## [Work to complete]
A complete response lists each line of the data below that includes the word "const".
--------------------------------
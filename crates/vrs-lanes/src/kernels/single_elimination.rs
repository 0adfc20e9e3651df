// Copyright 2025 eraflo
//
// Licensed under the Apache License, Version 2.0 (the "License");
// you may not use this file except in compliance with the License.
// You may obtain a copy of the License at
//
//     http://www.apache.org/licenses/LICENSE-2.0
//
// Unless required by applicable law or agreed to in writing, software
// distributed under the License is distributed on an "AS IS" BASIS,
// WITHOUT WARRANTIES OR CONDITIONS OF ANY KIND, either express or implied.
// See the License for the specific language governing permissions and
// limitations under the License.

use vrs_core::renderer::{FilterUniforms, NEIGHBORHOOD_MOORE};
use vrs_core::{ShadingRate, ShadingRateTileMap};

const VON_NEUMANN: [(i64, i64); 4] = [(0, -1), (-1, 0), (1, 0), (0, 1)];
const MOORE: [(i64, i64); 8] = [
    (-1, -1),
    (0, -1),
    (1, -1),
    (-1, 0),
    (1, 0),
    (-1, 1),
    (0, 1),
    (1, 1),
];

/// Neighbor offsets for a filter neighborhood selector.
pub fn neighborhood_offsets(neighborhood: u32) -> &'static [(i64, i64)] {
    if neighborhood == NEIGHBORHOOD_MOORE {
        &MOORE
    } else {
        &VON_NEUMANN
    }
}

/// Demotes every coarse tile with no coarse neighbor to 1x1.
///
/// Decisions are taken against the map as it was before the pass, so the
/// result does not depend on traversal order and a second pass is a no-op.
pub fn single_elimination(map: &mut ShadingRateTileMap, u: &FilterUniforms) {
    let snapshot = map.clone();
    let grid = snapshot.grid();
    let offsets = neighborhood_offsets(u.neighborhood);
    let coarse = |x: i64, y: i64| {
        grid.contains(x, y) && snapshot.code(x as u32, y as u32) != ShadingRate::R1x1.code()
    };

    for (x, y) in grid.coords() {
        if snapshot.code(x, y) == ShadingRate::R1x1.code() {
            continue;
        }
        let (xi, yi) = (i64::from(x), i64::from(y));
        if !offsets.iter().any(|(dx, dy)| coarse(xi + dx, yi + dy)) {
            map.set(x, y, ShadingRate::R1x1);
        }
    }
}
--------------------------------
## [Reply]
const VON_NEUMANN: [(i64, i64); 4] = [(0, -1), (-1, 0), (1, 0), (0, 1)];
const MOORE: [(i64, i64); 8] = [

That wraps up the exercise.